# Hamiltonian in a Master Equation

I am going through this paper on the complete positive map with memory. The bath operators $$\Gamma_k (t)$$ are told to satisfy the correlation $$\langle \Gamma_j(t) \Gamma_k(t^\prime) \rangle = a_k^2 e^{-|t-t^\prime|/\tau_k} \delta_{jk}$$. However, the type of reservoir (whether it is thermal or something else) is not mentioned. How could one figure out the Hamiltonian of the reservoir used in this case? The only Hamiltonian given is eq-8 which is the interaction Hamiltonian ($$H_I = \hbar \sum\limits_{i=1}^3 \Gamma_i(t) \sigma_i$$, they use the symbol $$H$$ for $$H_I$$).

My question: How to figure out the system and environment Hamiltonians given the correlation function and the interaction Hamiltonian?

• Presumably, interaction Hamiltonian seems to be written in interaction picture with respect to free reservoir Hamiltonian.

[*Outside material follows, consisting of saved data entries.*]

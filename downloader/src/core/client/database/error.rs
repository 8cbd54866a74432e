use mongodb::bson;
use thiserror::Error;

#[derive(Error, Debug)]
pub enum DatabaseError {
    #[error("Mongo error: {0}")]
    MongoError(#[from] mongodb::error::Error),

    #[error("Failed to serialize document: {0}")]
    BsonSerializeError(#[from] bson::ser::Error),

    #[error("Failed to deserialize document: {0}")]
    BsonDeserializeError(#[from] bson::de::Error),

    #[error("Failed to serialize document: {0}")]
    FailedToSerializeDocument(String),

    #[error("Item already exists: {0}")]
    ItemAlreadyExists(String),

    #[error("No update found: {0}")]
    NoUpdateFound(String),

    #[error("Item not found: {0}")]
    ItemNotFound(String),
}
use async_trait::async_trait;
use chrono::{SubsecRound, Utc};
use tokio::sync::Mutex;
use uuid::Uuid;

use super::error::DatabaseError;
use super::JobStore;
use crate::types::jobs::document::DocumentRecord;
use crate::types::jobs::job_item::JobItem;
use crate::types::jobs::job_updates::JobItemUpdates;
use crate::types::jobs::lease::ClaimPolicy;
use crate::types::jobs::types::JobStatus;

#[derive(Default)]
struct Collections {
    jobs: Vec<JobItem>,
    documents: Vec<DocumentRecord>,
}

/// Job store kept in process memory.
///
/// A single lock guards both collections, which makes `claim_job` atomic in the same way
/// `findOneAndUpdate` is for MongoDB. Only compiled for tests.
#[derive(Default)]
pub struct InMemoryJobStore {
    inner: Mutex<Collections>,
}

impl InMemoryJobStore {
    pub fn new() -> Self {
        Self::default()
    }

    /// Store pre-populated with the given jobs
    pub fn with_jobs(jobs: impl IntoIterator<Item = JobItem>) -> Self {
        Self { inner: Mutex::new(Collections { jobs: jobs.into_iter().collect(), documents: Vec::new() }) }
    }
}

#[async_trait]
impl JobStore for InMemoryJobStore {
    async fn create_job(&self, job: JobItem) -> Result<JobItem, DatabaseError> {
        let mut inner = self.inner.lock().await;
        if inner.jobs.iter().any(|existing| existing.id == job.id) {
            return Err(DatabaseError::ItemAlreadyExists(format!("Job already exists: {}", job.id)));
        }
        inner.jobs.push(job.clone());
        Ok(job)
    }

    async fn get_job_by_id(&self, id: Uuid) -> Result<Option<JobItem>, DatabaseError> {
        Ok(self.inner.lock().await.jobs.iter().find(|job| job.id == id).cloned())
    }

    async fn count_jobs_by_status(&self, status: JobStatus) -> Result<u64, DatabaseError> {
        Ok(self.inner.lock().await.jobs.iter().filter(|job| job.job_status == status).count() as u64)
    }

    async fn claim_job(&self, policy: &ClaimPolicy, worker_id: &str) -> Result<Option<JobItem>, DatabaseError> {
        let now = Utc::now().trunc_subsecs(3);
        let mut inner = self.inner.lock().await;

        let Some(job) = inner
            .jobs
            .iter_mut()
            .filter(|job| policy.is_claimable(job, now))
            .min_by_key(|job| job.created_at)
        else {
            return Ok(None);
        };

        job.job_status = JobStatus::Processing;
        job.locked_by = Some(worker_id.to_string());
        job.locked_at = Some(now);
        job.attempts += 1;
        job.processing_stages.document_download.status = JobStatus::Processing;
        job.processing_stages.document_download.last_updated = Some(now);
        job.updated_at = now;

        Ok(Some(job.clone()))
    }

    async fn update_job(&self, id: Uuid, update: JobItemUpdates) -> Result<JobItem, DatabaseError> {
        if update.is_empty() {
            return Err(DatabaseError::NoUpdateFound("No field to be updated, likely a false call".to_string()));
        }

        let mut inner = self.inner.lock().await;
        let job = inner
            .jobs
            .iter_mut()
            .find(|job| job.id == id)
            .ok_or_else(|| DatabaseError::ItemNotFound(format!("Job {} not found", id)))?;

        update.apply(job, Utc::now().trunc_subsecs(3));
        Ok(job.clone())
    }

    async fn insert_document(&self, record: DocumentRecord) -> Result<(), DatabaseError> {
        self.inner.lock().await.documents.push(record);
        Ok(())
    }

    async fn get_documents_by_job_id(&self, job_id: Uuid) -> Result<Vec<DocumentRecord>, DatabaseError> {
        Ok(self.inner.lock().await.documents.iter().filter(|record| record.job_id == job_id).cloned().collect())
    }
}

#[cfg(test)]
mod tests {
    use super::*;
    use assert_matches::assert_matches;
    use rstest::rstest;
    use std::collections::HashSet;
    use std::sync::Arc;
    use std::time::Duration;
    use tokio::sync::Barrier;

    fn pending_jobs(count: usize) -> Vec<JobItem> {
        (0..count).map(|i| JobItem::create(format!("Company {i}"), format!("CIN{i}"))).collect()
    }

    #[rstest]
    #[case(3, 10)]
    #[case(10, 3)]
    #[case(5, 5)]
    #[tokio::test]
    async fn concurrent_claims_never_share_a_job(#[case] jobs: usize, #[case] workers: usize) {
        let store = Arc::new(InMemoryJobStore::with_jobs(pending_jobs(jobs)));
        let barrier = Arc::new(Barrier::new(workers));
        let policy = ClaimPolicy::default();

        let handles: Vec<_> = (0..workers)
            .map(|worker| {
                let store = store.clone();
                let barrier = barrier.clone();
                tokio::spawn(async move {
                    barrier.wait().await;
                    store.claim_job(&policy, &format!("worker-{worker}")).await.unwrap()
                })
            })
            .collect();

        let mut claimed = Vec::new();
        for handle in handles {
            if let Some(job) = handle.await.unwrap() {
                claimed.push(job.id);
            }
        }

        let distinct: HashSet<_> = claimed.iter().collect();
        assert_eq!(claimed.len(), jobs.min(workers));
        assert_eq!(distinct.len(), claimed.len());
    }

    #[rstest]
    #[tokio::test]
    async fn claim_takes_oldest_job_and_leases_it() {
        let mut older = JobItem::create("Old Co", "CIN-OLD");
        older.created_at -= chrono::Duration::seconds(60);
        let newer = JobItem::create("New Co", "CIN-NEW");
        let store = InMemoryJobStore::with_jobs([newer, older.clone()]);

        let job = store.claim_job(&ClaimPolicy::default(), "worker-1").await.unwrap().unwrap();

        assert_eq!(job.id, older.id);
        assert_eq!(job.job_status, JobStatus::Processing);
        assert_eq!(job.locked_by.as_deref(), Some("worker-1"));
        assert!(job.locked_at.is_some());
        assert_eq!(job.attempts, 1);
        assert_eq!(job.processing_stages.document_download.status, JobStatus::Processing);
        assert_eq!(store.get_job_by_id(older.id).await.unwrap(), Some(job));
    }

    #[rstest]
    #[tokio::test]
    async fn terminal_and_freshly_leased_jobs_are_not_claimed() {
        let mut completed = JobItem::create("Done Co", "CIN1");
        completed.job_status = JobStatus::Completed;
        let mut leased = JobItem::create("Busy Co", "CIN2");
        leased.locked_by = Some("worker-other".to_string());
        leased.locked_at = Some(Utc::now());
        let store = InMemoryJobStore::with_jobs([completed, leased]);

        assert_eq!(store.claim_job(&ClaimPolicy::default(), "worker-1").await.unwrap(), None);
    }

    #[rstest]
    #[case(true, true)]
    #[case(false, false)]
    #[tokio::test]
    async fn abandoned_processing_job_reclaimed_per_policy(#[case] reclaim: bool, #[case] expect_claim: bool) {
        let mut abandoned = JobItem::create("Crashed Co", "CIN3");
        abandoned.job_status = JobStatus::Processing;
        abandoned.locked_by = Some("worker-dead".to_string());
        abandoned.locked_at = Some(Utc::now() - chrono::Duration::hours(1));
        abandoned.attempts = 1;
        let store = InMemoryJobStore::with_jobs([abandoned]);

        let policy = ClaimPolicy::new(Duration::from_secs(600), reclaim);
        let claimed = store.claim_job(&policy, "worker-new").await.unwrap();

        assert_eq!(claimed.is_some(), expect_claim);
        if let Some(job) = claimed {
            assert_eq!(job.locked_by.as_deref(), Some("worker-new"));
            assert_eq!(job.attempts, 2);
        }
    }

    #[rstest]
    #[tokio::test]
    async fn duplicate_create_is_rejected() {
        let store = InMemoryJobStore::new();
        let job = JobItem::create("Acme", "CIN");
        store.create_job(job.clone()).await.unwrap();

        assert_matches!(store.create_job(job).await, Err(DatabaseError::ItemAlreadyExists(_)));
    }

    #[rstest]
    #[tokio::test]
    async fn update_of_missing_job_fails() {
        let store = InMemoryJobStore::new();
        let update = JobItemUpdates::new().update_progress(10);

        assert_matches!(store.update_job(Uuid::new_v4(), update).await, Err(DatabaseError::ItemNotFound(_)));
    }
}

Commented Mar 25, 2019 at 20:17

There is no interaction picture. There is a time-dependent Hamiltonian given, as you say, by

$$H(t) = \hbar \sum_j \Gamma_j(t) \sigma_j .$$

The classical fields $$\Gamma_j(t)$$ are generated with some other process, which is not shown. These fields are in fact Gaussian random fields with a certain covariance matrix. In a sense we have a quantum system interacting with a classical one. This is indeed a particular case of open system (simply the reservoir is classical). In any case if the time scale associated with the classical (external) bath is very short, you can "integrate out" the classical, external bath and write a master equation for the quantum system, their Eq. (10). Although they don't say that explicitly, this requires a certain approximation to be valid.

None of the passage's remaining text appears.